The Nigerians, who sought their first continental title since 2005, scored more points per game (76) than any other team, they averaged tournament-highs (48.9 rebounds and 17 assists per game) and recorded the highest efficiency rate of 81.9.
But, unlike Senegal, Scott Nnaji's team paid the price for allowing Cameroon to come back in the Semi-Final after leading for most of the contest, and that breakdown proved costly.
Nigeria lost 71-70 against the tournament hosts, but bounced back, beating Angola in the Third-Place Game, and as result clinched the last spot for next year's FIBA Women's Olympic Qualifying Tournament (WOQT).
Nnaji said: "In terms of the quality of the teams, Nigeria were clearly the best team at the AfroBasket [Women] this year but unfortunately we didn't win it.
"The process leading to the AfroBasket affected us. We went from the All-Africa Games which was very strenuous, from where we played to where we ate. Everybody was stressed out.
"The same thing affected Mali. Some of their players had injuries. We were the only ones that played the All-Africa Games to the end and still did well at the AfroBasket.
"Senegal didn't get to where we got to at the All-Africa Games," Nnaji said.
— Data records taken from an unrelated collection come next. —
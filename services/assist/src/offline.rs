use anyhow::Result;
use assist_core::collaborator::{GenerationRequest, ResponseGenerator};
use assist_core::instructions::NOT_FOUND_ANSWER;
use async_trait::async_trait;

/// A simulated `ResponseGenerator`.
///
/// Makes no network calls. It answers from the attached document when there is
/// one, by quoting the sentences that share words with the question, so the
/// console front end can be exercised end to end without an API key.
pub struct OfflineResponder;

const MIN_WORD_LEN: usize = 4;

fn keywords(prompt: &str) -> Vec<String> {
    prompt
        .split(|c: char| !c.is_alphanumeric())
        .filter(|w| w.len() >= MIN_WORD_LEN)
        .map(str::to_lowercase)
        .collect()
}

#[async_trait]
impl ResponseGenerator for OfflineResponder {
    async fn generate(&self, request: &GenerationRequest) -> Result<String> {
        let profiles = request.selection.iter().collect::<Vec<_>>().join(", ");

        let Some(document) = request.document_text.as_deref() else {
            return Ok(format!(
                "(offline) You asked: \"{}\". Profiles applied: {}. \
                 Attach a document or configure a response provider for a real answer.",
                request.prompt, profiles
            ));
        };

        let words = keywords(&request.prompt);
        let matches: Vec<&str> = document
            .split_inclusive(['.', '!', '?'])
            .map(str::trim)
            .filter(|sentence| {
                let lower = sentence.to_lowercase();
                words.iter().any(|w| lower.contains(w.as_str()))
            })
            .collect();

        if matches.is_empty() {
            Ok(NOT_FOUND_ANSWER.to_string())
        } else {
            Ok(matches.join(" "))
        }
    }
}

#[cfg(test)]
mod tests {
    use super::*;
    use assist_core::SelectionState;

    fn request(prompt: &str, document: Option<&str>) -> GenerationRequest {
        GenerationRequest {
            prompt: prompt.to_string(),
            document_text: document.map(str::to_string),
            selection: SelectionState::standard(),
            instructions: String::new(),
        }
    }

    #[tokio::test]
    async fn test_answers_from_matching_sentences() {
        let doc = "Plants need light. Chlorophyll absorbs light energy! Roots take up water.";
        let answer = OfflineResponder
            .generate(&request("What does chlorophyll do?", Some(doc)))
            .await
            .unwrap();
        assert_eq!(answer, "Chlorophyll absorbs light energy!");
    }

    #[tokio::test]
    async fn test_unrelated_question_gets_not_found() {
        let answer = OfflineResponder
            .generate(&request("Explain volcanoes", Some("Plants need light.")))
            .await
            .unwrap();
        assert_eq!(answer, NOT_FOUND_ANSWER);
    }

    #[tokio::test]
    async fn test_without_document_echoes_question() {
        let answer = OfflineResponder
            .generate(&request("Explain photosynthesis", None))
            .await
            .unwrap();
        assert!(answer.contains("Explain photosynthesis"));
        assert!(answer.contains("Standard"));
    }
}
Back in 2013, Cameroon indicated they could compete with any team and become a continental household in years to come.
They opened their AfroBasket Women 2015 with seven straight wins, but failing in the most important game of their basketball history raised some unanswered questions.
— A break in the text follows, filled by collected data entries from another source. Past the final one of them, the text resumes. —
use anyhow::{Context, Result};
use assist_core::collaborator::{CollaboratorError, Document, DocumentExtractor, DocumentKind};
use async_trait::async_trait;
use reqwest::Client;
use reqwest::multipart::{Form, Part};
use secrecy::{ExposeSecret, SecretString};
use serde::Deserialize;
use std::time::Duration;

const REQUEST_TIMEOUT: Duration = Duration::from_secs(60);

#[derive(Debug, Deserialize)]
pub struct MathpixResponse {
    pub latex_styled: Option<String>,
    pub error: Option<String>,
}

/// Reads scanned pages and PDFs through the Mathpix `v3/text` OCR endpoint.
pub struct MathpixExtractor {
    client: Client,
    app_id: SecretString,
    app_key: SecretString,
    url: String,
}

impl MathpixExtractor {
    pub fn new(app_id: SecretString, app_key: SecretString, url: String) -> Self {
        Self {
            client: Client::new(),
            app_id,
            app_key,
            url,
        }
    }
}

/// Asks for a single `latex_styled` string holding both prose and math.
pub fn options_json() -> serde_json::Value {
    serde_json::json!({
        "formats": ["latex_styled"],
        "math_inline_delimiters": ["$", "$"],
        "text_delimiters": ["\n", "\n"],
        "conversion_delimiters": ["$$", "$$"]
    })
}

pub fn response_text(response: MathpixResponse) -> Result<String> {
    if let Some(error) = response.error {
        return Err(CollaboratorError::UnsupportedDocument(format!("OCR failed: {error}")).into());
    }
    match response.latex_styled.map(|t| t.trim().to_string()) {
        Some(text) if !text.is_empty() => Ok(text),
        _ => Err(CollaboratorError::NoText.into()),
    }
}

#[async_trait]
impl DocumentExtractor for MathpixExtractor {
    async fn extract(&self, document: &Document) -> Result<String> {
        let kind = match document.kind() {
            Some(kind @ (DocumentKind::Pdf | DocumentKind::Png | DocumentKind::Jpeg)) => kind,
            _ => return Err(CollaboratorError::UnsupportedDocument(document.name.clone()).into()),
        };
        if document.bytes.is_empty() {
            return Err(CollaboratorError::EmptyDocument.into());
        }

        let file = Part::bytes(document.bytes.clone())
            .file_name(document.name.clone())
            .mime_str(kind.mime_type())
            .context("Invalid document MIME type")?;
        let options = Part::text(options_json().to_string())
            .mime_str("application/json")
            .context("Invalid options MIME type")?;
        let form = Form::new().part("file", file).part("options_json", options);

        tracing::debug!("POST {} ({}, {} bytes)", self.url, document.name, document.bytes.len());
        let resp = self
            .client
            .post(&self.url)
            .header("app_id", self.app_id.expose_secret())
            .header("app_key", self.app_key.expose_secret())
            .multipart(form)
            .timeout(REQUEST_TIMEOUT)
            .send()
            .await
            .context("Failed to reach the Mathpix API")?;

        let status = resp.status();
        if !status.is_success() {
            let detail = resp.text().await.unwrap_or_default();
            tracing::error!("Mathpix API returned {}: {}", status, detail);
            anyhow::bail!("OCR service returned {status}. Check the Mathpix keys and the document quality.");
        }

        let parsed = resp
            .json::<MathpixResponse>()
            .await
            .context("Failed to parse Mathpix response")?;
        response_text(parsed)
    }
}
But, if Alain Zedong's team is given the means and opportunity to continue its evolvement at continental level, and playing the way they did in Yaounde, Cameroon could become a realistic contender.
It remains to be seen what legacy - if any - the tournament can bring to Cameroon women's basketball.
As for Angola, who sought to become the first African team to win three continental titles in the last three decades, finishing fourth turned out to be a big disappointment. This time around Angola moved the ball exceptionally well, but making only 32.4 percent of their field-goal shooting outmatched their title ambitions.
With the FIBA Africa Ranking Women updated last week, Cameroon and Guinea registered the highest growth, climbing eight places each, while the top three places remained unchanged with Angola, Mali and Senegal leading the continental chart.